Material shown:
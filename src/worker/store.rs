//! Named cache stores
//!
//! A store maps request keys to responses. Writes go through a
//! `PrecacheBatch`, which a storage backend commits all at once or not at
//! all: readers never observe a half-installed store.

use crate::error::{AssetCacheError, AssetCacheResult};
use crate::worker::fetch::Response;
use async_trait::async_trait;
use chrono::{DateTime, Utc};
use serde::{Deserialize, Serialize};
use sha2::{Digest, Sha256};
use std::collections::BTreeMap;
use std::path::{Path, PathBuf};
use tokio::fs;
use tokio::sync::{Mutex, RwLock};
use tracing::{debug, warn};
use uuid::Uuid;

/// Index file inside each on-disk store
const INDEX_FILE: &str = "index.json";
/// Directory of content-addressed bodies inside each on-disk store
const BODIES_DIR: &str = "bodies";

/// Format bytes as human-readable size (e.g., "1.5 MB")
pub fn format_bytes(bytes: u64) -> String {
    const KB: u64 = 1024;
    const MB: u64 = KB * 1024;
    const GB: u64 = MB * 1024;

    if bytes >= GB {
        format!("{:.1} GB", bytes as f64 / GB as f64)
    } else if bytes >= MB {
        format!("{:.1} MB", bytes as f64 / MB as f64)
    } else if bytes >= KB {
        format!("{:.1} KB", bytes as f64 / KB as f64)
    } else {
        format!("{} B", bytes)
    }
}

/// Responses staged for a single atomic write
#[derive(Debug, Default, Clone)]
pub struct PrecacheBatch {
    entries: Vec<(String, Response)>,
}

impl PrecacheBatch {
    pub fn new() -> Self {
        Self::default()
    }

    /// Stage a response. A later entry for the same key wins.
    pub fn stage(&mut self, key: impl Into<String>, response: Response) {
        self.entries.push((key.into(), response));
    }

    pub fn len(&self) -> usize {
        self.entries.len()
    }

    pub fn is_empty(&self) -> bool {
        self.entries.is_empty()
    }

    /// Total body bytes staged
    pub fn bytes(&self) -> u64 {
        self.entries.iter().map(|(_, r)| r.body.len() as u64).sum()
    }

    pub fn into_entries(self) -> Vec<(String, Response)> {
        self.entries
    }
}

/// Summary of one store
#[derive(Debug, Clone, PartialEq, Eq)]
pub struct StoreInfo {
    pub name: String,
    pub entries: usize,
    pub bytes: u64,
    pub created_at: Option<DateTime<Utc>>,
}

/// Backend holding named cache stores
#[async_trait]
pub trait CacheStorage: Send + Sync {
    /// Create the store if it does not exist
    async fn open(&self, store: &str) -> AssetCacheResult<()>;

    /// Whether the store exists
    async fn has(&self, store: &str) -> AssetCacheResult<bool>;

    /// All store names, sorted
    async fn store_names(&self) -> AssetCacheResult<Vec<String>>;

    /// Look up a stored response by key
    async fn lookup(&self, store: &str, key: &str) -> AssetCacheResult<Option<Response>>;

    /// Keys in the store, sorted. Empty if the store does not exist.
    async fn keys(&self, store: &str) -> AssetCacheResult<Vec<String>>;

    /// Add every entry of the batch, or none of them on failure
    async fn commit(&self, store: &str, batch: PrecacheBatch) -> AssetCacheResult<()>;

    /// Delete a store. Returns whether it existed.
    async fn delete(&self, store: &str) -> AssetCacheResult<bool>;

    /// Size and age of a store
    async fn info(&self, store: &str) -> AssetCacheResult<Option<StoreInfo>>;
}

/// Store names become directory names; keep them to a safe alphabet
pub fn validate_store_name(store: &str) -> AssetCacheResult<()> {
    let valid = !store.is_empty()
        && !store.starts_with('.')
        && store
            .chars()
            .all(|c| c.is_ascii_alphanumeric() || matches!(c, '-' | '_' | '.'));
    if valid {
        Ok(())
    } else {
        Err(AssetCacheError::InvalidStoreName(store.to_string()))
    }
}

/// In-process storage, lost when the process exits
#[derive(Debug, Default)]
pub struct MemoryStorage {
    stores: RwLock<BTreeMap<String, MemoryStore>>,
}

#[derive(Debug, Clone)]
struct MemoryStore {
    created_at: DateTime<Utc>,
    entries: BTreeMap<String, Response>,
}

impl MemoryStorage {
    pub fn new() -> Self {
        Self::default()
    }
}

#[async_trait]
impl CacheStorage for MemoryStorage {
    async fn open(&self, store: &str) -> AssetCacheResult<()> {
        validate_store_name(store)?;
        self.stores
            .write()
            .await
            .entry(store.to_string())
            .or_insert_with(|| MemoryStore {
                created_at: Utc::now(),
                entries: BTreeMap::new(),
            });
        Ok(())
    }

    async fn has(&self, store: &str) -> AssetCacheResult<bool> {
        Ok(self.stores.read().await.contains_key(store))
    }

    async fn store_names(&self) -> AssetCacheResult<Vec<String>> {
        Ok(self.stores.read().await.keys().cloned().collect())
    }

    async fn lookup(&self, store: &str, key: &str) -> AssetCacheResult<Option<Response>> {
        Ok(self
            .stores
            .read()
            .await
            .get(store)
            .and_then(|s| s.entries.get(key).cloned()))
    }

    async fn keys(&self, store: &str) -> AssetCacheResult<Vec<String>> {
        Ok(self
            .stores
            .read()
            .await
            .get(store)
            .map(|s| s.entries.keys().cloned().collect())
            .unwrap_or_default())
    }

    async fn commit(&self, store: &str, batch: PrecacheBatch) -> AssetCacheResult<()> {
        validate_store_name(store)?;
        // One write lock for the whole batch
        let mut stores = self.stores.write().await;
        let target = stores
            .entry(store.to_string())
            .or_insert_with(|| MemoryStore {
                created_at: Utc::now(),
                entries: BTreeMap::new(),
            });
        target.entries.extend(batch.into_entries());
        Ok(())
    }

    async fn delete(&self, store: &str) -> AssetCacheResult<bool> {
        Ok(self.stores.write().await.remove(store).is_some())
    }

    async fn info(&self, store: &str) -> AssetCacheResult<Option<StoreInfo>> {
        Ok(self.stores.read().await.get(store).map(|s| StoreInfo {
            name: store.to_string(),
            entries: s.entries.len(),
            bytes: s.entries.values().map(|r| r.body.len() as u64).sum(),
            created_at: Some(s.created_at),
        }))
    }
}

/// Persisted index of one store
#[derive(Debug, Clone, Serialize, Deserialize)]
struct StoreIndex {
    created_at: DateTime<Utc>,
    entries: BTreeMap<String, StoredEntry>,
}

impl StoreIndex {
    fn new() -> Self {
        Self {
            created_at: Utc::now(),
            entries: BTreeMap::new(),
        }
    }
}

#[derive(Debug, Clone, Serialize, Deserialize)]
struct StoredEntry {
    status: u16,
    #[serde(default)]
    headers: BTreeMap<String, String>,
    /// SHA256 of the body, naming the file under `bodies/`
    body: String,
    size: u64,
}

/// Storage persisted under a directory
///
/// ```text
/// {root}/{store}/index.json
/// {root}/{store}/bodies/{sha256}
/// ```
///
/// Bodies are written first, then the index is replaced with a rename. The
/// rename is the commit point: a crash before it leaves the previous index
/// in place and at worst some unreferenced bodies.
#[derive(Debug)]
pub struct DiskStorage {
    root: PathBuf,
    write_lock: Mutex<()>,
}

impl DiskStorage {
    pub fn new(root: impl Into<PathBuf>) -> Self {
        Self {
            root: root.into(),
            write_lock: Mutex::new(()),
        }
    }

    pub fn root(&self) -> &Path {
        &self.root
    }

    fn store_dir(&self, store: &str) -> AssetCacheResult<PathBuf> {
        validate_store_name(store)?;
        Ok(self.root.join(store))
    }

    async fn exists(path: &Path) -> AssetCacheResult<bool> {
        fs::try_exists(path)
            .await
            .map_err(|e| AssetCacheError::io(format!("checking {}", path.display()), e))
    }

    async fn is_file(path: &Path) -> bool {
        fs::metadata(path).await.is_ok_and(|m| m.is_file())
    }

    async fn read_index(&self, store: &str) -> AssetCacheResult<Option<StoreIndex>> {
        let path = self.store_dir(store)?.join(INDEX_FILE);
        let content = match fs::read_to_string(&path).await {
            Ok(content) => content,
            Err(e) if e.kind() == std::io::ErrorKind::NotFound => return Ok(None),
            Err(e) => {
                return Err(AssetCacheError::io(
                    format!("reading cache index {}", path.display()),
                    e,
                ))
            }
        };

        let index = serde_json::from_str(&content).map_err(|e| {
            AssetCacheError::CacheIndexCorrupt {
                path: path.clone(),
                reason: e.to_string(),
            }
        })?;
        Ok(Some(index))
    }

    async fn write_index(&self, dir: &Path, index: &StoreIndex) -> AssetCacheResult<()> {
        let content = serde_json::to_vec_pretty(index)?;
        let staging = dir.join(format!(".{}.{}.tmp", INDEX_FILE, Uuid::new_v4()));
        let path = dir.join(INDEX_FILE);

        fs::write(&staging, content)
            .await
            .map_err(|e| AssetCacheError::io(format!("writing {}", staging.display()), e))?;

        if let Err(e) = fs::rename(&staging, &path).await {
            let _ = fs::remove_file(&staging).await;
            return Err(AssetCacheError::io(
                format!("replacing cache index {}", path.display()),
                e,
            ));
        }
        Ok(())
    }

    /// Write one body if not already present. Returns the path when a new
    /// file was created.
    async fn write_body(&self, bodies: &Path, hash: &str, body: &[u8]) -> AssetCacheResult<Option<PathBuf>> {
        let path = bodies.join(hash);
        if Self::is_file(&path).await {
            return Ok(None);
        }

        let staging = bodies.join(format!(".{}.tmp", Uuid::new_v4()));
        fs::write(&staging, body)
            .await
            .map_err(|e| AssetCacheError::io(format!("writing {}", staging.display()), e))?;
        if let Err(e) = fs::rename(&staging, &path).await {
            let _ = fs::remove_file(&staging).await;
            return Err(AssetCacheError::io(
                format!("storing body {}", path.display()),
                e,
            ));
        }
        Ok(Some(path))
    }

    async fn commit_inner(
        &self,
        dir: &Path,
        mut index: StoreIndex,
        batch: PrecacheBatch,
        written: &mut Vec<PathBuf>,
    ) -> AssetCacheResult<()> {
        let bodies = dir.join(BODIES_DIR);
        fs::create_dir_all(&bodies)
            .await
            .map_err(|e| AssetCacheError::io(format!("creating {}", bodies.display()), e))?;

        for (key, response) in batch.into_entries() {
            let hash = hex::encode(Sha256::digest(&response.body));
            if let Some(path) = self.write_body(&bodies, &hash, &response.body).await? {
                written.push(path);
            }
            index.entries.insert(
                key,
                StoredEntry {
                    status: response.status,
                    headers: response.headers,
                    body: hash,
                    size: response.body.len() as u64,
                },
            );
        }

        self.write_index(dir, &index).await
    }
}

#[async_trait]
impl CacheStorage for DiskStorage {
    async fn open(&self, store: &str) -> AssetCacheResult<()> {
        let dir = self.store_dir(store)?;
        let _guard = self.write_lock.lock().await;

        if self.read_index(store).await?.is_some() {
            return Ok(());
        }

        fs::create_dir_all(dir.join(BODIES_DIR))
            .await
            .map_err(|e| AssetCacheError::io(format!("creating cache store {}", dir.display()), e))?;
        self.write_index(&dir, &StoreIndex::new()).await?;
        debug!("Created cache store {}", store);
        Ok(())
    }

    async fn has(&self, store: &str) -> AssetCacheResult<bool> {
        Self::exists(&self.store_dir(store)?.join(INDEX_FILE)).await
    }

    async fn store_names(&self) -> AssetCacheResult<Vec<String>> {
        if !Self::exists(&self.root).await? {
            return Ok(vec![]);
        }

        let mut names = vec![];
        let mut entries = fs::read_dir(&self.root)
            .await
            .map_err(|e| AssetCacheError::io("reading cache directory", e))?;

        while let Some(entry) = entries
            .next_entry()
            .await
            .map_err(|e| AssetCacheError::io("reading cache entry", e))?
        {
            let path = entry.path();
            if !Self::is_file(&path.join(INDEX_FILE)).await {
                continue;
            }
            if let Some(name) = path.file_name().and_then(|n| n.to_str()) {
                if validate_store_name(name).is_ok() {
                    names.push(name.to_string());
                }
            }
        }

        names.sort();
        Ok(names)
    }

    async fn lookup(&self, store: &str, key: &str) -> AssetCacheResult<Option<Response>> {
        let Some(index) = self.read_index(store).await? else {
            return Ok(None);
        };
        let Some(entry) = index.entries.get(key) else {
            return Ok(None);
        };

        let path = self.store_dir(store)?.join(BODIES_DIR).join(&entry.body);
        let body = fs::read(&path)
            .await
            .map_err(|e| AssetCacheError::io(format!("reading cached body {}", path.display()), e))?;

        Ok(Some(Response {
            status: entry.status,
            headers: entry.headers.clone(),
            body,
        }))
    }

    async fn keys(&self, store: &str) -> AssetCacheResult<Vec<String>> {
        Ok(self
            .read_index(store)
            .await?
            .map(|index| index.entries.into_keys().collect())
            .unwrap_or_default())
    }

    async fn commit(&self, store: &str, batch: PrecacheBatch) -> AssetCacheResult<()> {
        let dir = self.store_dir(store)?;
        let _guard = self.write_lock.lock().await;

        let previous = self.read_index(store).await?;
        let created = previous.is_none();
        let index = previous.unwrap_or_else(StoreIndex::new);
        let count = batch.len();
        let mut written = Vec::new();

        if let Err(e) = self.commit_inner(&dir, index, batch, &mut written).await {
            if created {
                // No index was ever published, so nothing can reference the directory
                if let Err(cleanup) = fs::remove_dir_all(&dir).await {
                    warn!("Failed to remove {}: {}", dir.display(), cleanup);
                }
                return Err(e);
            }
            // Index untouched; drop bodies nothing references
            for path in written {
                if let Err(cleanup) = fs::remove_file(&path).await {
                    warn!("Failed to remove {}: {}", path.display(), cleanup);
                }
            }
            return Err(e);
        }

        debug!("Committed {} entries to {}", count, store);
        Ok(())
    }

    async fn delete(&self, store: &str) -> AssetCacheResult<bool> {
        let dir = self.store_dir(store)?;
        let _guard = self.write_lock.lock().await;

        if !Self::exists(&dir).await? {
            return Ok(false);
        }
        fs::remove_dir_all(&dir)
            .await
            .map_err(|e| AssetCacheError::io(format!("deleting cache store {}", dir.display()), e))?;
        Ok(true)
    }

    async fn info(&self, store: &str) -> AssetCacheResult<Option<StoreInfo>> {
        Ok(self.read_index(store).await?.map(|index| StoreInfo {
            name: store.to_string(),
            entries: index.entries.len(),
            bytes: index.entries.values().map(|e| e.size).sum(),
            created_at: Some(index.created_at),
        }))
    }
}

--

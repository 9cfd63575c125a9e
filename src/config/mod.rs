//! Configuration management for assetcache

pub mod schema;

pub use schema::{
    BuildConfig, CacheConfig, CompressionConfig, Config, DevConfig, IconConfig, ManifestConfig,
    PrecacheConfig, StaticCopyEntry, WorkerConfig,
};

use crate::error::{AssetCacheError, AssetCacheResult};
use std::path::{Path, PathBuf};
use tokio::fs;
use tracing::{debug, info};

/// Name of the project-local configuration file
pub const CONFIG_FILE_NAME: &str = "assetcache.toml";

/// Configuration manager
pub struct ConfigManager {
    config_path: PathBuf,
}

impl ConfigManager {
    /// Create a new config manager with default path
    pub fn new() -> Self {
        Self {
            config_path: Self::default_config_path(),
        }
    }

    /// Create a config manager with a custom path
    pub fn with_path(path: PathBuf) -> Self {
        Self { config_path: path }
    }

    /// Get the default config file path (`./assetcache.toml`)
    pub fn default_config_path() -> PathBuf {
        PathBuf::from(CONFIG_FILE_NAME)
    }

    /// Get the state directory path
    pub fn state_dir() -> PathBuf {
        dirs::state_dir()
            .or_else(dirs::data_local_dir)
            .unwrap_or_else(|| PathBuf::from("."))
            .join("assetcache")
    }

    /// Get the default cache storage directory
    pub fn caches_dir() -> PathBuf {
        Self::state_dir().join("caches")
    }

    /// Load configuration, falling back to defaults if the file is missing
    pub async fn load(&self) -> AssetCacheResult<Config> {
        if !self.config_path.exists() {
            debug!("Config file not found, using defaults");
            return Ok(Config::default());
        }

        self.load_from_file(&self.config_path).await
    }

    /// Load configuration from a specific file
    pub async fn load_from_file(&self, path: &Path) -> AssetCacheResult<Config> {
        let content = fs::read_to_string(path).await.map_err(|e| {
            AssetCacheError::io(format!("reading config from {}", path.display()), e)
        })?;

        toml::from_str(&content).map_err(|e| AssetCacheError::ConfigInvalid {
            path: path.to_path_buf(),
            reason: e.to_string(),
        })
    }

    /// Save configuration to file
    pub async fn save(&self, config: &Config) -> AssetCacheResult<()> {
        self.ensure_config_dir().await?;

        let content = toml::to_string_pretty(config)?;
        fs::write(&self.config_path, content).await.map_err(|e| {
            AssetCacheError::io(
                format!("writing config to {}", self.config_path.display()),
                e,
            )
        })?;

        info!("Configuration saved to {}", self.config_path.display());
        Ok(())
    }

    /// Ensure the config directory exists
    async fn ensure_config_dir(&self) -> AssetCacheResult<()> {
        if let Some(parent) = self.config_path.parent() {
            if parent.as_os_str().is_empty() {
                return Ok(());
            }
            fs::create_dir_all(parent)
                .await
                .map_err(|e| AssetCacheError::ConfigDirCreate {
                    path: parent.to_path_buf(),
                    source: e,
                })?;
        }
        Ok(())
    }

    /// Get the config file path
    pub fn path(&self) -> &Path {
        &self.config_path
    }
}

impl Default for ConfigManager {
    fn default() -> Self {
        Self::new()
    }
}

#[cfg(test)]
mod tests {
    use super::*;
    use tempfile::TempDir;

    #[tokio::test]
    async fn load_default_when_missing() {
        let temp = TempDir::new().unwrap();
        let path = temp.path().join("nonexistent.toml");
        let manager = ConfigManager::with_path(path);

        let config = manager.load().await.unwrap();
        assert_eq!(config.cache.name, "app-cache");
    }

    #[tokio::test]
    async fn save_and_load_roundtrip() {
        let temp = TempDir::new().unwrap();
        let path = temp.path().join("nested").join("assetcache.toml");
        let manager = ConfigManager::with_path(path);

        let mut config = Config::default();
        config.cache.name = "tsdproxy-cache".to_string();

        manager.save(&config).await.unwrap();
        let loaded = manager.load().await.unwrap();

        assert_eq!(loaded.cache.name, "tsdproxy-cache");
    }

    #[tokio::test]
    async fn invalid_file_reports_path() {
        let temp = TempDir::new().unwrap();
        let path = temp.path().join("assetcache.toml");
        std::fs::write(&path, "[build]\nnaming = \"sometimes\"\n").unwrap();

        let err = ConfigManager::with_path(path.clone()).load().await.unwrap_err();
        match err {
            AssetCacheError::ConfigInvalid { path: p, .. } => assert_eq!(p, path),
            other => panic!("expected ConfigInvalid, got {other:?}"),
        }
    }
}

Problem statement: In the material above, show every line where the word "dirs" turns up.

Answer for the task:
        dirs::state_dir()
            .or_else(dirs::data_local_dir)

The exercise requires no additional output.